Nachhaltigkeit: Umweltsoziologe setzt neue Impulse für die Forschung
Wenn über Forschung berichtet wird, stehen meist große Fördersummen oder neue wissenschaftliche Erkenntnisse im Vordergrund. Dabei ist es bis zu einem konkreten Ergebnis oder Forschungsprojekt oft ein langer Weg. Im Vorfeld finden umfangreiche Recherchen und zahlreiche Gespräche mit Kollegen statt, um das geplante Forschungsthema zu umreißen.
In dieser Phase befindet sich Dr. Jens Jetzkowitz vom Institut für Soziologie an der Universität Halle – gewissermaßen. Das Deutsche Komitee für Nachhaltigkeitsforschung (DKN) hat ihm die Einrichtung einer Arbeitsgruppeninitiative genehmigt. Dabei handelt es sich um eine Art Förderung für Fachgespräche unter Kollegen, die von der Deutschen Forschungsgemeinschaft (DFG) finanziert werden.
Im Rahmen der Arbeitsgruppe kann Jetzkowitz Wissenschaftler aus dem In- und Ausland zu Gesprächen und Workshops nach Deutschland einladen. Das Ziel: im Bereich der Nachhaltigkeitsforschung neue Themen und Forschungsfragen erschließen. „Wir beschäftigen uns grob gesagt mit der Frage: Wie könnte man was erforschen“, erläutert Jetzkowitz.

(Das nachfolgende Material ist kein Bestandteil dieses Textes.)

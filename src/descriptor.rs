//! Descriptors - predicates a source checks its value against
//!
//! A descriptor never alters a value. It either accepts it or reports what it
//! expected, and the owning source turns that report into a validation error.

use crate::config::DataConfig;
use crate::types::{is_temporal, Value, DEFAULT_TIME_COLUMN};
use std::fmt;
use std::sync::Arc;

/// Why a value was rejected
#[derive(Debug, Clone, PartialEq, Eq)]
pub struct ExpectationFailure {
    pub expected: String,
    pub observed: String,
}

impl ExpectationFailure {
    pub fn new(expected: impl Into<String>, value: &Value) -> Self {
        Self {
            expected: expected.into(),
            observed: value.describe(),
        }
    }
}

/// Stateless validation predicate over a value
pub trait Descriptor: fmt::Debug + Send + Sync {
    /// Human-readable statement of what is required
    fn expectation(&self) -> String;

    /// Accept or reject `value`
    fn check(&self, value: &Value) -> Result<(), ExpectationFailure>;
}

/// Shared handle so copies of a stage share immutable descriptors
pub type DescriptorRef = Arc<dyn Descriptor>;

/// Value must be a table
#[derive(Debug, Clone, Copy, Default)]
pub struct IsTabular;

impl Descriptor for IsTabular {
    fn expectation(&self) -> String {
        "a table".to_string()
    }

    fn check(&self, value: &Value) -> Result<(), ExpectationFailure> {
        match value {
            Value::Frame(_) => Ok(()),
            other => Err(ExpectationFailure::new(self.expectation(), other)),
        }
    }
}

/// Value must be a table indexed by a temporal column
#[derive(Debug, Clone)]
pub struct IsTimeIndexed {
    column: String,
}

impl IsTimeIndexed {
    pub fn new(column: impl Into<String>) -> Self {
        Self {
            column: column.into(),
        }
    }

    pub fn from_config(config: &DataConfig) -> Self {
        Self::new(config.time_column.clone())
    }

    pub fn column(&self) -> &str {
        &self.column
    }
}

impl Default for IsTimeIndexed {
    fn default() -> Self {
        Self::new(DEFAULT_TIME_COLUMN)
    }
}

impl Descriptor for IsTimeIndexed {
    fn expectation(&self) -> String {
        format!("a time series indexed by temporal column '{}'", self.column)
    }

    fn check(&self, value: &Value) -> Result<(), ExpectationFailure> {
        let indexed = value
            .as_frame()
            .and_then(|df| df.column(&self.column).ok())
            .map(is_temporal)
            .unwrap_or(false);

        if indexed {
            Ok(())
        } else {
            Err(ExpectationFailure::new(self.expectation(), value))
        }
    }
}

/// Table must carry every listed column
#[derive(Debug, Clone)]
pub struct HasColumns {
    columns: Vec<String>,
}

impl HasColumns {
    pub fn new<I, S>(columns: I) -> Self
    where
        I: IntoIterator<Item = S>,
        S: Into<String>,
    {
        Self {
            columns: columns.into_iter().map(Into::into).collect(),
        }
    }

    pub fn columns(&self) -> &[String] {
        &self.columns
    }
}

impl Descriptor for HasColumns {
    fn expectation(&self) -> String {
        format!("columns [{}]", self.columns.join(", "))
    }

    fn check(&self, value: &Value) -> Result<(), ExpectationFailure> {
        let df = match value {
            Value::Frame(df) => df,
            other => return Err(ExpectationFailure::new(self.expectation(), other)),
        };

        let present = df.get_column_names();
        let missing: Vec<&str> = self
            .columns
            .iter()
            .map(|c| c.as_str())
            .filter(|c| !present.contains(c))
            .collect();

        if missing.is_empty() {
            Ok(())
        } else {
            Err(ExpectationFailure::new(
                format!("{} (missing [{}])", self.expectation(), missing.join(", ")),
                value,
            ))
        }
    }
}

/// Fitted model must expose every listed attribute
#[derive(Debug, Clone)]
pub struct HasAttributes {
    attributes: Vec<String>,
}

impl HasAttributes {
    pub fn new<I, S>(attributes: I) -> Self
    where
        I: IntoIterator<Item = S>,
        S: Into<String>,
    {
        Self {
            attributes: attributes.into_iter().map(Into::into).collect(),
        }
    }
}

impl Descriptor for HasAttributes {
    fn expectation(&self) -> String {
        format!("a model with attributes [{}]", self.attributes.join(", "))
    }

    fn check(&self, value: &Value) -> Result<(), ExpectationFailure> {
        let model = match value {
            Value::Model(model) => model,
            other => return Err(ExpectationFailure::new(self.expectation(), other)),
        };

        let missing: Vec<&str> = self
            .attributes
            .iter()
            .map(|a| a.as_str())
            .filter(|a| !model.has_attribute(a))
            .collect();

        if missing.is_empty() {
            Ok(())
        } else {
            Err(ExpectationFailure::new(
                format!("{} (missing [{}])", self.expectation(), missing.join(", ")),
                value,
            ))
        }
    }
}

/// Ad-hoc predicate with a fixed expectation text
#[derive(Clone)]
pub struct Predicate {
    expectation: String,
    check: Arc<dyn Fn(&Value) -> bool + Send + Sync>,
}

impl Predicate {
    pub fn new<F>(expectation: impl Into<String>, check: F) -> Self
    where
        F: Fn(&Value) -> bool + Send + Sync + 'static,
    {
        Self {
            expectation: expectation.into(),
            check: Arc::new(check),
        }
    }
}

impl fmt::Debug for Predicate {
    fn fmt(&self, f: &mut fmt::Formatter) -> fmt::Result {
        f.debug_struct("Predicate")
            .field("expectation", &self.expectation)
            .finish()
    }
}

impl Descriptor for Predicate {
    fn expectation(&self) -> String {
        self.expectation.clone()
    }

    fn check(&self, value: &Value) -> Result<(), ExpectationFailure> {
        if (self.check)(value) {
            Ok(())
        } else {
            Err(ExpectationFailure::new(self.expectation(), value))
        }
    }
}

#[cfg(test)]
mod tests {
    use super::*;
    use crate::types::FittedModel;
    use polars::prelude::*;

    fn table() -> Value {
        df!("a" => &[1i64, 2], "c" => &[3i64, 4]).unwrap().into()
    }

    #[test]
    fn test_is_tabular() {
        assert!(IsTabular.check(&table()).is_ok());
        let err = IsTabular
            .check(&FittedModel::new("linear").into())
            .unwrap_err();
        assert_eq!(err.expected, "a table");
        assert_eq!(err.observed, "Model(linear: )");
    }

    #[test]
    fn test_has_columns_names_missing() {
        let err = HasColumns::new(["a", "b"]).check(&table()).unwrap_err();
        assert!(err.expected.contains("missing [b]"));
        assert!(!err.expected.contains("missing [a"));
        assert!(HasColumns::new(["a", "c"]).check(&table()).is_ok());
    }

    #[test]
    fn test_has_attributes() {
        let model: Value = FittedModel::new("linear")
            .with_attribute("coef_", vec![1.0])
            .into();
        assert!(HasAttributes::new(["coef_"]).check(&model).is_ok());
        let err = HasAttributes::new(["coef_", "intercept_"])
            .check(&model)
            .unwrap_err();
        assert!(err.expected.contains("missing [intercept_]"));
    }

    #[test]
    fn test_is_time_indexed() {
        let dates = Series::new("date", &[0i32, 1]).cast(&DataType::Date).unwrap();
        let ts: Value = DataFrame::new(vec![dates, Series::new("close", &[1.0, 2.0])])
            .unwrap()
            .into();

        assert!(IsTimeIndexed::default().check(&ts).is_ok());
        assert!(IsTimeIndexed::new("timestamp").check(&ts).is_err());
        assert!(IsTimeIndexed::default().check(&table()).is_err());
    }

    #[test]
    fn test_verdict_is_stable() {
        let desc = HasColumns::new(["a"]);
        let value = table();
        assert_eq!(desc.check(&value), desc.check(&value));
    }

    #[test]
    fn test_predicate() {
        let non_empty = Predicate::new("a non-empty table", |v| {
            v.as_frame().map(|df| df.height() > 0).unwrap_or(false)
        });
        assert!(non_empty.check(&table()).is_ok());
        assert!(non_empty.check(&Value::Empty).is_err());
    }
}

Um das Thema möglichst breit anzugehen, arbeiten in der Gruppe Biologen, Soziologen, Philosophen und Geografen zusammen.
Die Frage, mit der sich seine Gruppe in der nächsten Zeit befassen wird, lautet: „Wie muss das Gesellschaftliche in Projekten zur Nachhaltigkeit berücksichtigt werden?“ Hintergrund dafür sei die Erfahrung vieler Biologen und Ökologen, dass es eine gewisse Unzufriedenheit im Nachhaltigkeitsdiskurs gibt. „Häufig werden in der Diskussion um Nachhaltigkeit Naturverhältnisse bilanziert. Es wird also gefragt, was etwas kostet und was es bringt.“ Dies könne aber nicht alles sein, so Jetzkowitz, denn dabei würde das Gesellschaftliche unangemessen verkürzt. Am Beispiel der häufig geforderten Reduktion des Fleischkonsums will seine Gruppe darüber diskutieren, was neben dem Preis für Fleisch noch in entsprechenden Modellen für nachhaltiges Verhalten berücksichtigt werden muss.
Neben solchen Arbeitsgruppeninitiativen werden von der DFG zum Beispiel auch wissenschaftliche Netzwerke gefördert, in denen Workshops und Arbeitstreffen gestärkt werden. Hier sollen im Anschluss an die Förderung gemeinsame Forschungsprojekte oder zum Beispiel Publikationen entstehen. Anders ist die Aufgabe der Arbeitsgruppen des DKN, wie Jetzkowitz berichtet. So könnte zum Beispiel die Grundlage für eine neue Ausschreibung entwickelt werden. „Wenn das Bundesministerium für Wissenschaft eine neue Ausschreibung zur Nachhaltigkeitsforschung plant, können wir hier beratend tätig werden“, erklärt der Wissenschaftler, der sich seit über 15 Jahren aus soziologischer Sicht mit den Themen Umwelt und Nachhaltigkeit beschäftigt.
So liefern Jetzkowitz und seine Kollegen vor allem die Ideen und Ansätze für mögliche neue Forschungsprojekte. Dabei ist aber nicht sichergestellt, dass er selbst oder Teile seiner Arbeitsgruppe später einmal eine Förderung für ihre Ideen erhalten. Das nimmt der Soziologe gelassen: „Wer im deutschen Wissenschaftssystem arbeitet, Karriere machen möchte und Forschung voranbringen will, lässt sich auf zutiefst kontingente Prozesse ein.“ Soll heißen: Es kommt, wie es kommt.